_Task goal_
Going through the entries below, tally the lines that hold the word "RecordId" and state the result alone.

_Dataset entries_
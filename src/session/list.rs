//! Record list lifecycle: load, paginate, act on rows.

use std::collections::HashMap;
use std::ops::Range;

use serde_json::Value;

use crate::api::{fetch_feed, RecordApi};
use crate::error::ApiError;
use crate::model::{RecordId, Status, StatusAction};
use crate::routes::Route;
use crate::schema::{EntityConfig, FieldPath};
use crate::session::form::display_value;
use crate::session::pager::Pager;
use crate::transport::HttpTransport;

/// Whole-screen state. Failure is explicit and carries the error so the
/// caller can show it and offer a reload.
#[derive(Debug, Default)]
pub enum LoadState {
    #[default]
    Loading,
    Ready,
    Failed(ApiError),
}

/// Entries a row's action menu can offer.
#[derive(Clone, Copy, Debug, PartialEq, Eq)]
pub enum RowAction {
    View,
    Edit,
    Delete,
    Validate,
    Transform,
}

/// Where a pointer-down lands, for menu dismissal.
#[derive(Clone, Copy, Debug, PartialEq, Eq)]
pub enum PointerTarget {
    MenuToggle(usize),
    MenuItem,
    Outside,
}

/// List column handle: the status column or a schema field.
#[derive(Clone, Copy, Debug, PartialEq, Eq)]
pub enum ListColumn {
    Status,
    Field(FieldPath),
}

pub struct ListSession<'c> {
    entity: &'c EntityConfig,
    state: LoadState,
    rows: Vec<Value>,
    lookup: HashMap<String, String>,
    pager: Pager,
    open_menu: Option<usize>,
    pending_delete: Option<RecordId>,
}

impl<'c> ListSession<'c> {
    pub fn new(entity: &'c EntityConfig) -> Self {
        Self {
            entity,
            state: LoadState::Loading,
            rows: Vec::new(),
            lookup: HashMap::new(),
            pager: Pager::new(),
            open_menu: None,
            pending_delete: None,
        }
    }

    pub fn entity(&self) -> &EntityConfig {
        self.entity
    }

    pub fn state(&self) -> &LoadState {
        &self.state
    }

    pub fn is_ready(&self) -> bool {
        matches!(self.state, LoadState::Ready)
    }

    /// Initial fetch; same as `reload`.
    pub async fn open(&mut self, transport: &HttpTransport) {
        self.reload(transport).await;
    }

    /// Fetch the rows and, where the schema declares a lookup join, the feed
    /// behind it. Session state only changes once every fetch succeeded, so
    /// a failure never leaves half a screen.
    pub async fn reload(&mut self, transport: &HttpTransport) {
        match self.fetch_all(transport).await {
            Ok((rows, lookup)) => {
                self.pager.set_total(rows.len());
                self.rows = rows;
                self.lookup = lookup;
                self.state = LoadState::Ready;
            }
            Err(error) => {
                tracing::error!(entity = self.entity.path_segment, %error, "list fetch failed");
                self.state = LoadState::Failed(error);
            }
        }
    }

    async fn fetch_all(
        &self,
        transport: &HttpTransport,
    ) -> Result<(Vec<Value>, HashMap<String, String>), ApiError> {
        let rows = RecordApi::list(transport, self.entity).await?;
        let lookup = match &self.entity.lookup {
            Some(join) => fetch_feed(transport, join.feed)
                .await?
                .into_iter()
                .map(|option| (option.value, option.label))
                .collect(),
            None => HashMap::new(),
        };
        Ok((rows, lookup))
    }

    pub fn rows(&self) -> &[Value] {
        &self.rows
    }

    pub fn row(&self, index: usize) -> Option<&Value> {
        self.rows.get(index)
    }

    pub fn pager(&self) -> &Pager {
        &self.pager
    }

    pub fn set_page(&mut self, page: usize) {
        self.pager.set_page(page);
    }

    pub fn set_page_size(&mut self, size: usize) -> bool {
        self.pager.set_page_size(size)
    }

    pub fn next_page(&mut self) {
        self.pager.next_page();
    }

    pub fn prev_page(&mut self) {
        self.pager.prev_page();
    }

    /// Absolute row indices of the current page.
    pub fn page_indices(&self) -> Range<usize> {
        self.pager.slice()
    }

    pub fn page_rows(&self) -> &[Value] {
        &self.rows[self.pager.slice()]
    }

    /// Columns in display order: status first where listed, then the listed
    /// schema fields.
    pub fn columns(&self) -> Vec<ListColumn> {
        let mut columns = Vec::new();
        if self.entity.status_listed {
            columns.push(ListColumn::Status);
        }
        columns.extend(self.entity.listed_fields().map(|f| ListColumn::Field(f.path)));
        columns
    }

    /// Display text of one cell. Foreign ids go through the lookup join;
    /// nested paths (the accountant address) are flattened.
    pub fn cell(&self, index: usize, column: ListColumn) -> String {
        let Some(row) = self.rows.get(index) else {
            return String::new();
        };
        match column {
            ListColumn::Status => self
                .entity
                .status_field
                .and_then(|key| row.get(key))
                .and_then(Value::as_str)
                .unwrap_or_default()
                .to_string(),
            ListColumn::Field(path) => {
                let raw = path.value_in(row).map(display_value).unwrap_or_default();
                if let Some(join) = &self.entity.lookup {
                    if join.field == path {
                        if let Some(label) = self.lookup.get(&raw) {
                            return label.clone();
                        }
                    }
                }
                raw
            }
        }
    }

    fn row_status(&self, index: usize) -> Option<Status> {
        let key = self.entity.status_field?;
        self.rows
            .get(index)?
            .get(key)?
            .as_str()
            .and_then(Status::from_wire)
    }

    fn row_id(&self, index: usize) -> Option<RecordId> {
        self.rows
            .get(index)
            .and_then(|row| RecordId::from_value(row, self.entity.id_kind))
    }

    /// Visible actions for one row. Status-gated entries are derived from
    /// the transition table and are absent, not disabled, when illegal.
    pub fn row_actions(&self, index: usize) -> Vec<RowAction> {
        if self.rows.get(index).is_none() {
            return Vec::new();
        }
        let mut actions = vec![RowAction::View];
        if self.entity.edit_in_list {
            actions.push(RowAction::Edit);
        }
        actions.push(RowAction::Delete);
        if let Some(status) = self.row_status(index) {
            for action in self.entity.status_actions {
                if status.allows(*action) {
                    actions.push(match action {
                        StatusAction::Validate => RowAction::Validate,
                        StatusAction::Transform => RowAction::Transform,
                    });
                }
            }
        }
        actions
    }

    pub fn add(&self) -> Route {
        Route::Form {
            kind: self.entity.kind,
            id: None,
            edit: false,
        }
    }

    pub fn view_row(&self, index: usize) -> Option<Route> {
        Some(Route::Form {
            kind: self.entity.kind,
            id: Some(self.row_id(index)?),
            edit: false,
        })
    }

    pub fn edit_row(&self, index: usize) -> Option<Route> {
        if !self.entity.edit_in_list {
            return None;
        }
        Some(Route::Form {
            kind: self.entity.kind,
            id: Some(self.row_id(index)?),
            edit: true,
        })
    }

    pub fn transform_row(&self, index: usize) -> Option<Route> {
        if !self.entity.status_actions.contains(&StatusAction::Transform) {
            return None;
        }
        if !self.row_status(index)?.allows(StatusAction::Transform) {
            return None;
        }
        Some(Route::QuotationTransform {
            id: self.row_id(index)?,
        })
    }

    /// Fire the validate action and refetch in place; no navigation. A no-op
    /// for rows where the action is not offered.
    pub async fn validate_row(
        &mut self,
        transport: &HttpTransport,
        index: usize,
    ) -> Result<(), ApiError> {
        if !self.entity.status_actions.contains(&StatusAction::Validate) {
            return Ok(());
        }
        let Some(status) = self.row_status(index) else {
            return Ok(());
        };
        if !status.allows(StatusAction::Validate) {
            return Ok(());
        }
        let Some(id) = self.row_id(index) else {
            return Ok(());
        };
        self.open_menu = None;
        RecordApi::validate_record(transport, self.entity, &id).await?;
        self.reload(transport).await;
        Ok(())
    }

    /// Stage a delete: remember the target and open the dialog. Nothing goes
    /// over the wire yet.
    pub fn request_delete(&mut self, index: usize) {
        self.pending_delete = self.row_id(index);
        self.open_menu = None;
    }

    pub fn dialog_open(&self) -> bool {
        self.pending_delete.is_some()
    }

    pub fn pending_delete(&self) -> Option<&RecordId> {
        self.pending_delete.as_ref()
    }

    pub fn cancel_delete(&mut self) {
        self.pending_delete = None;
    }

    /// Issue the DELETE for the confirmed target, close the dialog and
    /// refetch. On failure the dialog stays open for a retry.
    pub async fn confirm_delete(&mut self, transport: &HttpTransport) -> Result<(), ApiError> {
        let Some(id) = self.pending_delete.clone() else {
            return Ok(());
        };
        if let Err(error) = RecordApi::delete(transport, self.entity, &id).await {
            tracing::error!(entity = self.entity.path_segment, %id, %error, "delete failed");
            return Err(error);
        }
        self.pending_delete = None;
        self.reload(transport).await;
        Ok(())
    }

    pub fn menu_row(&self) -> Option<usize> {
        self.open_menu
    }

    /// At most one menu is open; toggling the open row closes it.
    pub fn toggle_menu(&mut self, index: usize) {
        self.open_menu = if self.open_menu == Some(index) {
            None
        } else {
            Some(index)
        };
    }

    /// Document-level dismissal: only a pointer-down outside the menu and
    /// its items closes it.
    pub fn pointer_down(&mut self, target: PointerTarget) {
        if matches!(target, PointerTarget::Outside) {
            self.open_menu = None;
        }
    }
}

_Exercise result_
5